//! Shared application state
//!
//! Este módulo define el estado compartido de la aplicación que se pasa
//! a través del router de Axum.

use reqwest::Client;
use sqlx::PgPool;

use crate::config::environment::EnvironmentConfig;

#[derive(Clone)]
pub struct AppState {
    pub pool: PgPool,
    pub config: EnvironmentConfig,
    pub http_client: Client,
}

impl AppState {
    pub fn new(pool: PgPool, config: EnvironmentConfig) -> Self {
        Self {
            pool,
            config,
            http_client: Client::new(),
        }
    }
}
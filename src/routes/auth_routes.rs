use axum::{
    extract::State,
    middleware,
    routing::{get, post},
    Extension, Json, Router,
};

use crate::controllers::auth_controller::AuthController;
use crate::dto::auth_dto::{AuthResponse, LoginRequest, RegisterRequest};
use crate::dto::ApiResponse;
use crate::middleware::auth::{auth_middleware, AuthenticatedUser};
use crate::models::user::UserResponse;
use crate::state::AppState;
use crate::utils::errors::AppError;
use crate::utils::jwt::JwtConfig;

pub fn create_auth_router(state: AppState) -> Router<AppState> {
    Router::new()
        .route("/register", post(register))
        .route("/login", post(login))
        .route(
            "/me",
            get(me).route_layer(middleware::from_fn_with_state(state, auth_middleware)),
        )
}

async fn register(
    State(state): State<AppState>,
    Json(request): Json<RegisterRequest>,
) -> Result<Json<ApiResponse<AuthResponse>>, AppError> {
    let controller = AuthController::new(state.pool.clone());
    let jwt_config = JwtConfig::from(&state.config);
    let response = controller.register(&jwt_config, request).await?;
    Ok(Json(response))
}

async fn login(
    State(state): State<AppState>,
    Json(request): Json<LoginRequest>,
) -> Result<Json<ApiResponse<AuthResponse>>, AppError> {
    let controller = AuthController::new(state.pool.clone());
    let jwt_config = JwtConfig::from(&state.config);
    let response = controller.login(&jwt_config, request).await?;
    Ok(Json(response))
}

async fn me(
    State(state): State<AppState>,
    Extension(user): Extension<AuthenticatedUser>,
) -> Result<Json<UserResponse>, AppError> {
    let controller = AuthController::new(state.pool.clone());
    let response = controller.me(user.user_id).await?;
    Ok(Json(response))
}
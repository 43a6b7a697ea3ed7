use axum::{
    extract::{Path, Query, State},
    routing::get,
    Json, Router,
};
use serde::Deserialize;

use crate::services::content_service::{
    featured_vehicles, is_valid_kind_label, maintenance_tips, FeaturedVehicle, MaintenanceTip,
};
use crate::services::weather_service::{WeatherResponse, WeatherService};
use crate::state::AppState;
use crate::utils::errors::AppError;
use crate::utils::validation::validate_city;

pub fn create_public_router() -> Router<AppState> {
    Router::new()
        .route("/dicas", get(list_tips))
        .route("/destaques", get(list_featured))
        .route("/tempo/:cidade", get(get_weather))
}

#[derive(Debug, Deserialize)]
struct TipsQuery {
    tipo: Option<String>,
}

async fn list_tips(Query(query): Query<TipsQuery>) -> Result<Json<Vec<MaintenanceTip>>, AppError> {
    if let Some(tipo) = &query.tipo {
        if !is_valid_kind_label(tipo) {
            return Err(AppError::BadRequest(format!(
                "Tipo de veículo desconhecido: {}",
                tipo
            )));
        }
    }
    Ok(Json(maintenance_tips(query.tipo.as_deref())))
}

async fn list_featured() -> Json<Vec<FeaturedVehicle>> {
    Json(featured_vehicles())
}

async fn get_weather(
    State(state): State<AppState>,
    Path(cidade): Path<String>,
) -> Result<Json<WeatherResponse>, AppError> {
    validate_city(&cidade)
        .map_err(|_| AppError::BadRequest(format!("Nome de cidade inválido: {}", cidade)))?;

    let api_key = state.config.openweather_api_key.clone().ok_or_else(|| {
        AppError::ServiceUnavailable("Serviço de clima não configurado".to_string())
    })?;

    let service = WeatherService::new(
        api_key,
        state.config.openweather_base_url.clone(),
        state.http_client.clone(),
    );
    let response = service.current_weather(&cidade).await?;
    Ok(Json(response))
}
use chrono::{DateTime, Utc};
use serde::{Deserialize, Serialize};

use crate::models::effects::{Alert, SoundCue};
use crate::models::vehicle::{VehicleKind, VehicleSnapshot};

// Request para agregar un vehículo a la garagem. La variante llega con el
// discriminador `tipo` (Carro | CarroEsportivo | Caminhao); el Caminhao
// exige `capacidadeCarga`.
#[derive(Debug, Deserialize)]
#[serde(rename_all = "camelCase")]
pub struct CreateVehicleRequest {
    #[serde(flatten)]
    pub kind: VehicleKind,
    #[serde(alias = "modelo")]
    pub model: String,
    #[serde(alias = "cor")]
    pub color: String,
    #[serde(default, alias = "velocidadeMaxima")]
    pub max_speed: Option<f64>,
    #[serde(default, alias = "imagem")]
    pub image: Option<String>,
}

// Request para actualizar los campos descriptivos de un vehículo
#[derive(Debug, Deserialize)]
#[serde(rename_all = "camelCase")]
pub struct UpdateVehicleRequest {
    #[serde(default, alias = "modelo")]
    pub model: Option<String>,
    #[serde(default, alias = "cor")]
    pub color: Option<String>,
    #[serde(default, alias = "velocidadeMaxima")]
    pub max_speed: Option<f64>,
    #[serde(default, alias = "imagem")]
    pub image: Option<String>,
}

// Acción de dominio sobre un vehículo, discriminada por `acao`
#[derive(Debug, Deserialize)]
#[serde(tag = "acao")]
pub enum VehicleActionRequest {
    #[serde(rename = "ligar")]
    Start,
    #[serde(rename = "desligar")]
    Stop,
    #[serde(rename = "acelerar")]
    Accelerate {
        #[serde(default)]
        incremento: Option<f64>,
    },
    #[serde(rename = "frear")]
    Brake {
        #[serde(default)]
        incremento: Option<f64>,
    },
    #[serde(rename = "buzinar")]
    Honk,
    #[serde(rename = "ativarTurbo")]
    EngageTurbo,
    #[serde(rename = "desativarTurbo")]
    DisengageTurbo,
    #[serde(rename = "carregar")]
    Load { peso: f64 },
    #[serde(rename = "descarregar")]
    Unload { peso: f64 },
}

// Resultado de una acción: éxito booleano, estado nuevo y efectos
#[derive(Debug, Serialize)]
#[serde(rename_all = "camelCase")]
pub struct VehicleActionResponse {
    pub executada: bool,
    pub veiculo: VehicleSnapshot,
    pub alertas: Vec<Alert>,
    pub sons: Vec<SoundCue>,
}

// Response de detalle: snapshot más los registros descartados al rehidratar
#[derive(Debug, Serialize)]
#[serde(rename_all = "camelCase")]
pub struct VehicleDetailResponse {
    #[serde(flatten)]
    pub veiculo: VehicleSnapshot,
    pub registros_descartados: usize,
    pub adicionado_em: DateTime<Utc>,
    pub atualizado_em: DateTime<Utc>,
}
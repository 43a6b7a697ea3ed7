use bcrypt::{hash, verify, DEFAULT_COST};
use sqlx::PgPool;
use uuid::Uuid;
use validator::Validate;

use crate::dto::auth_dto::{AuthResponse, LoginRequest, RegisterRequest};
use crate::dto::ApiResponse;
use crate::models::user::UserResponse;
use crate::repositories::user_repository::UserRepository;
use crate::utils::errors::{AppError, AppResult};
use crate::utils::jwt::{generate_token, JwtConfig};
use crate::utils::validation::validate_not_empty;

pub struct AuthController {
    repository: UserRepository,
}

impl AuthController {
    pub fn new(pool: PgPool) -> Self {
        Self {
            repository: UserRepository::new(pool),
        }
    }

    pub async fn register(
        &self,
        jwt_config: &JwtConfig,
        request: RegisterRequest,
    ) -> AppResult<ApiResponse<AuthResponse>> {
        request.validate()?;

        let email = request.email.trim().to_lowercase();
        if self.repository.email_exists(&email).await? {
            return Err(AppError::Conflict(
                "Este email já está cadastrado".to_string(),
            ));
        }

        let password_hash =
            hash(&request.password, DEFAULT_COST).map_err(|e| AppError::Hash(e.to_string()))?;

        let user = self
            .repository
            .create(request.full_name.trim(), &email, &password_hash)
            .await?;

        let token = generate_token(user.id, &user.email, jwt_config)?;

        Ok(ApiResponse::success_with_message(
            AuthResponse {
                token,
                user: user.into(),
            },
            "Conta criada com sucesso!".to_string(),
        ))
    }

    pub async fn login(
        &self,
        jwt_config: &JwtConfig,
        request: LoginRequest,
    ) -> AppResult<ApiResponse<AuthResponse>> {
        validate_not_empty(&request.email)
            .and(validate_not_empty(&request.password))
            .map_err(|_| AppError::BadRequest("Informe email e senha".to_string()))?;

        let user = self
            .repository
            .find_by_email(&request.email.trim().to_lowercase())
            .await?
            .ok_or_else(|| AppError::Unauthorized("Credenciais inválidas".to_string()))?;

        let valid = verify(&request.password, &user.password_hash)
            .map_err(|e| AppError::Hash(e.to_string()))?;
        if !valid {
            return Err(AppError::Unauthorized("Credenciais inválidas".to_string()));
        }

        let token = generate_token(user.id, &user.email, jwt_config)?;

        Ok(ApiResponse::success(AuthResponse {
            token,
            user: user.into(),
        }))
    }

    pub async fn me(&self, user_id: Uuid) -> AppResult<UserResponse> {
        self.repository
            .find_by_id(user_id)
            .await?
            .map(UserResponse::from)
            .ok_or_else(|| AppError::NotFound("Usuário não encontrado".to_string()))
    }
}
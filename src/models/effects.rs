//! Efectos del dominio
//!
//! El núcleo nunca toca la capa de presentación directamente: cada
//! operación recibe un sink de efectos e emite alertas, sonidos y la señal
//! de sincronización a través de él. Así el modelo se testea sin UI y el
//! handler HTTP decide qué hacer con los efectos acumulados.

use serde::Serialize;

/// Severidad de una alerta transitoria
#[derive(Debug, Clone, Copy, PartialEq, Eq, Serialize)]
#[serde(rename_all = "lowercase")]
pub enum AlertSeverity {
    Info,
    Warning,
    Error,
    Success,
}

/// Vocabulario fijo de señales sonoras
#[derive(Debug, Clone, Copy, PartialEq, Eq, Serialize)]
#[serde(rename_all = "lowercase")]
pub enum SoundCue {
    Ignition,
    Shutdown,
    Accelerate,
    Brake,
    Horn,
    Error,
}

/// Alerta transitoria para la capa de presentación
#[derive(Debug, Clone, PartialEq, Serialize)]
#[serde(rename_all = "camelCase")]
pub struct Alert {
    pub message: String,
    pub severity: AlertSeverity,
    #[serde(skip_serializing_if = "Option::is_none")]
    pub duration_ms: Option<u32>,
}

/// Sink de efectos que reciben las operaciones del vehículo
pub trait VehicleEffects {
    fn alert(&mut self, message: &str, severity: AlertSeverity, duration_ms: Option<u32>);

    fn play_cue(&mut self, cue: SoundCue);

    /// El historial del vehículo cambió: los colaboradores usan esta señal
    /// para refrescar la UI y sincronizar la persistencia (best-effort; el
    /// estado en memoria ya es consistente cuando se emite).
    fn vehicle_updated(&mut self);
}

/// Sink que acumula los efectos para devolverlos en la respuesta HTTP
#[derive(Debug, Default)]
pub struct EffectsLog {
    pub alerts: Vec<Alert>,
    pub cues: Vec<SoundCue>,
    pub updated: bool,
}

impl EffectsLog {
    pub fn new() -> Self {
        Self::default()
    }
}

impl VehicleEffects for EffectsLog {
    fn alert(&mut self, message: &str, severity: AlertSeverity, duration_ms: Option<u32>) {
        self.alerts.push(Alert {
            message: message.to_string(),
            severity,
            duration_ms,
        });
    }

    fn play_cue(&mut self, cue: SoundCue) {
        self.cues.push(cue);
    }

    fn vehicle_updated(&mut self) {
        self.updated = true;
    }
}

/// Sink nulo para cuando los efectos no interesan
#[derive(Debug, Default)]
pub struct NullEffects;

impl VehicleEffects for NullEffects {
    fn alert(&mut self, _message: &str, _severity: AlertSeverity, _duration_ms: Option<u32>) {}

    fn play_cue(&mut self, _cue: SoundCue) {}

    fn vehicle_updated(&mut self) {}
}
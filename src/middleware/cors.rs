//! Middleware de CORS
//!
//! La política depende del entorno: permisiva en desarrollo, orígenes
//! explícitos en producción.

use axum::http::{HeaderName, HeaderValue, Method};
use tower_http::cors::{AllowOrigin, CorsLayer};

use crate::config::environment::EnvironmentConfig;

/// Capa de CORS según el entorno configurado
pub fn cors_layer(config: &EnvironmentConfig) -> CorsLayer {
    if config.is_production() && !config.cors_origins.is_empty() {
        cors_with_origins(&config.cors_origins)
    } else {
        // desarrollo: cualquier origen
        CorsLayer::very_permissive()
    }
}

fn cors_with_origins(origins: &[String]) -> CorsLayer {
    let origins: Vec<HeaderValue> = origins
        .iter()
        .filter_map(|origin| HeaderValue::from_str(origin).ok())
        .collect();

    CorsLayer::new()
        .allow_origin(AllowOrigin::list(origins))
        .allow_methods([
            Method::GET,
            Method::POST,
            Method::PUT,
            Method::DELETE,
            Method::OPTIONS,
        ])
        .allow_headers([
            HeaderName::from_static("authorization"),
            HeaderName::from_static("content-type"),
            HeaderName::from_static("accept"),
            HeaderName::from_static("origin"),
            HeaderName::from_static("x-requested-with"),
        ])
}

########

YOUR INSTRUCTIONS:
Show the lines above with "await".

ANSWER BOX:
    let response = controller.register(&jwt_config, request).await?;
    let response = controller.login(&jwt_config, request).await?;
    let response = controller.me(user.user_id).await?;
    let response = service.current_weather(&cidade).await?;
        if self.repository.email_exists(&email).await? {
            .await?;
            .await?
            .await?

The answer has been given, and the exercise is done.